EFFECTIVENESS OF VIRTUAL REALITY-BASED REHABILITATION VERSUS TRADITIONAL PHYSICAL THERAPY IN IMPROVING MOBILITY AND REDUCING PAIN AMONG CHILDREN WITH LOWER LIMB DISABILITY
DOI:
https://doi.org/10.71000/ijhr181Keywords:
Children, Disability, Lower Limb, Pain, Physical Therapy Modalities, Rehabilitation, Virtual RealityAbstract
Background: Children with lower limb disabilities often face challenges related to mobility, chronic pain, and functional independence, which hinder their ability to participate fully in daily activities. Traditional physical therapy has demonstrated effectiveness in improving these outcomes but often lacks engagement, reducing adherence in pediatric populations. Virtual reality-based rehabilitation offers an innovative and interactive approach to therapy, enhancing participation while providing measurable improvements in physical function and pain management.
Objective: To evaluate the effectiveness of virtual reality-based rehabilitation versus traditional physical therapy in improving mobility and reducing pain among children with lower limb disabilities.
Methods: A randomized clinical trial was conducted on 40 children aged 6–16 years at the Children’s Hospital Faisalabad and Allied Hospital Faisalabad from April 2024 to September 2024. Inclusion criteria required participants to have a confirmed lower limb disability, sufficient cognitive ability for VR interactions, and chronic pain (Wong-Baker FACES Pain Scale score ≥3). Exclusion criteria included children classified as GMFCS Levels IV or V, those unable to stand, and those with severe visual impairments or uncontrolled seizures. Participants were randomly allocated into two groups: Group A received virtual reality-based rehabilitation consisting of task-oriented exercises for 30–45 minutes, three times per week for six weeks, while Group B underwent traditional physical therapy focusing on stretching, strengthening, and functional mobility. Outcomes were measured using the Pediatric Evaluation of Disability Inventory (PEDI), Timed Up and Go (TUG) test, Wong-Baker FACES Pain Scale, and Gross Motor Function Measure (GMFM-66). Data analysis was performed using SPSS Version 20.
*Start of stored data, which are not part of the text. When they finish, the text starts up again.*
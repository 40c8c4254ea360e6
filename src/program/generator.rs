use crate::program::op::{Operator, Terminal};
use crate::program::{Node, Program};
use rand::Rng;

/// Tree-growing strategy of one generated program.
#[derive(Debug, Clone, Copy, PartialEq, Eq)]
pub enum GrowthMethod {
    /// Function nodes everywhere until the depth bound, then terminals
    Full,
    /// Each node picks between a function and a terminal
    Grow,
}

/// Where constant terminals get their value from.
#[derive(Debug, Clone, PartialEq)]
pub enum ConstantSource {
    /// A fresh uniform draw from `[min, max]` for every constant
    Range { min: f64, max: f64 },
    /// A uniform pick from constants drawn once up front
    Pool(ConstantPool),
}

/// Non-empty set of constants, built only through [`ConstantSource::new`].
#[derive(Debug, Clone, PartialEq)]
pub struct ConstantPool(Vec<f64>);

impl ConstantPool {
    pub fn values(&self) -> &[f64] {
        &self.0
    }
}

impl ConstantSource {
    /// Draws `size` constants from `[min, max]` into a pool, or keeps the range when `size` is 0.
    pub fn new<R: Rng + ?Sized>(min: f64, max: f64, size: usize, rng: &mut R) -> Self {
        if size == 0 {
            return ConstantSource::Range { min, max };
        }
        ConstantSource::Pool(ConstantPool((0..size).map(|_| uniform(min, max, rng)).collect()))
    }

    fn sample<R: Rng + ?Sized>(&self, rng: &mut R) -> f64 {
        match self {
            ConstantSource::Range { min, max } => uniform(*min, *max, rng),
            ConstantSource::Pool(pool) => pool.0[rng.random_range(0..pool.0.len())],
        }
    }
}

/// Uniform draw from `[min, max]`.
///
/// Ranges rand's sampler rejects (a width that overflows, or `min > max`) are
/// interpolated instead, so a draw never panics.
fn uniform<R: Rng + ?Sized>(min: f64, max: f64, rng: &mut R) -> f64 {
    if min <= max && (max - min).is_finite() {
        rng.random_range(min..=max)
    } else {
        let t = rng.random::<f64>();
        min * (1.0 - t) + max * t
    }
}

/// Largest depth at which a full binary tree still fits in `max_size` nodes.
pub fn max_depth_for(max_size: usize) -> usize {
    // floor(log2(max_size + 1)) - 1, computed without floats
    let levels = usize::BITS - (max_size.saturating_add(1)).leading_zeros() - 1;
    (levels as usize).saturating_sub(1)
}

/// Builds random programs that never exceed a node budget.
#[derive(Debug, Clone)]
pub struct ProgramGenerator {
    variable_count: usize,
    constants: ConstantSource,
    grow_terminal_prob: f64,
    variable_prob: f64,
    min_init_depth: usize,
}

impl ProgramGenerator {
    pub fn new(
        variable_count: usize,
        constants: ConstantSource,
        grow_terminal_prob: f64,
        variable_prob: f64,
        min_init_depth: usize,
    ) -> Self {
        Self {
            variable_count,
            constants,
            grow_terminal_prob,
            variable_prob,
            min_init_depth,
        }
    }

    pub fn constants(&self) -> &ConstantSource {
        &self.constants
    }

    /// Generates the `index`-th member of an initial population using ramped half-and-half:
    /// even indices grow `Full`, odd ones `Grow`, and the depth bound cycles over
    /// `[min_init_depth, max_depth_for(max_size)]` every two individuals.
    pub fn ramped<R: Rng + ?Sized>(&self, index: usize, max_size: usize, rng: &mut R) -> Program {
        let method = if index % 2 == 0 {
            GrowthMethod::Full
        } else {
            GrowthMethod::Grow
        };
        let max_depth = max_depth_for(max_size);
        let min_depth = self.min_init_depth.min(max_depth);
        let depth = min_depth + (index / 2) % (max_depth - min_depth + 1);
        self.generate_with(method, depth, max_size, rng)
    }

    /// Generates a program of at most `max_size` nodes with the `Grow` method and
    /// the deepest bound the size allows.
    pub fn generate<R: Rng + ?Sized>(&self, max_size: usize, rng: &mut R) -> Program {
        Program::new(self.subtree(max_size, rng))
    }

    /// Same as [`ProgramGenerator::generate`] but returns a bare subtree, for mutation.
    pub fn subtree<R: Rng + ?Sized>(&self, max_size: usize, rng: &mut R) -> Node {
        self.generate_with(GrowthMethod::Grow, max_depth_for(max_size), max_size, rng)
            .into_root()
    }

    /// Generates a program with an explicit method and depth bound.
    ///
    /// A `max_size` of 0 is treated as 1: every program holds at least one node.
    pub fn generate_with<R: Rng + ?Sized>(
        &self,
        method: GrowthMethod,
        max_depth: usize,
        max_size: usize,
        rng: &mut R,
    ) -> Program {
        let mut budget = max_size.max(1);
        Program::new(self.build(method, 0, max_depth, &mut budget, 0, rng))
    }

    /// `budget` counts the nodes still allowed overall and is at least `1 + pending`
    /// on entry, where `pending` is the number of sibling slots still waiting for
    /// at least one node each. A function node is only emitted when its children
    /// can each still receive a terminal; otherwise this falls back to a terminal.
    fn build<R: Rng + ?Sized>(
        &self,
        method: GrowthMethod,
        depth: usize,
        max_depth: usize,
        budget: &mut usize,
        pending: usize,
        rng: &mut R,
    ) -> Node {
        let op = Operator::ALL[rng.random_range(0..Operator::ALL.len())];
        let fits = depth < max_depth && *budget >= 1 + op.arity() + pending;
        let branch = fits
            && match method {
                GrowthMethod::Full => true,
                GrowthMethod::Grow => rng.random::<f64>() >= self.grow_terminal_prob,
            };
        *budget -= 1;

        if !branch {
            return Node::Terminal(self.random_terminal(rng));
        }

        let arity = op.arity();
        let mut children = Vec::with_capacity(arity);
        for k in 0..arity {
            let siblings_left = arity - 1 - k;
            children.push(self.build(
                method,
                depth + 1,
                max_depth,
                budget,
                pending + siblings_left,
                rng,
            ));
        }
        Node::Function(op, children)
    }

    pub fn random_terminal<R: Rng + ?Sized>(&self, rng: &mut R) -> Terminal {
        if self.variable_count > 0 && rng.random::<f64>() < self.variable_prob {
            Terminal::Variable(rng.random_range(0..self.variable_count))
        } else {
            Terminal::Constant(self.constants.sample(rng))
        }
    }
}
Results: Significant within-group improvements were observed for all outcomes in both groups (p < 0.001). The VR group showed a mean PEDI score improvement of 7.4 ± 2.5 compared to 3.1 ± 1.7 in the traditional PT group, with a between-group difference of 4.6 (p < 0.001). TUG test times improved by 3.4 ± 1.2 seconds in the VR group versus 1.6 ± 1.0 seconds in the PT group, with a between-group difference of 1.7 seconds (p < 0.001). Pain scores decreased by 3.0 ± 0.9 points in the VR group compared to 1.8 ± 0.8 points in the PT group, with a between-group difference of 1.1 points (p < 0.001). GMFM-66 scores improved by 13.0 ± 2.6 in the VR group versus 6.8 ± 1.7 in the PT group, reflecting a between-group difference of 6.7 (p < 0.001).
Conclusion: Virtual reality-based rehabilitation demonstrated superior effectiveness compared to traditional physical therapy in improving mobility and reducing pain among children with lower limb disabilities. These findings support the integration of VR into pediatric rehabilitation for enhanced therapeutic outcomes.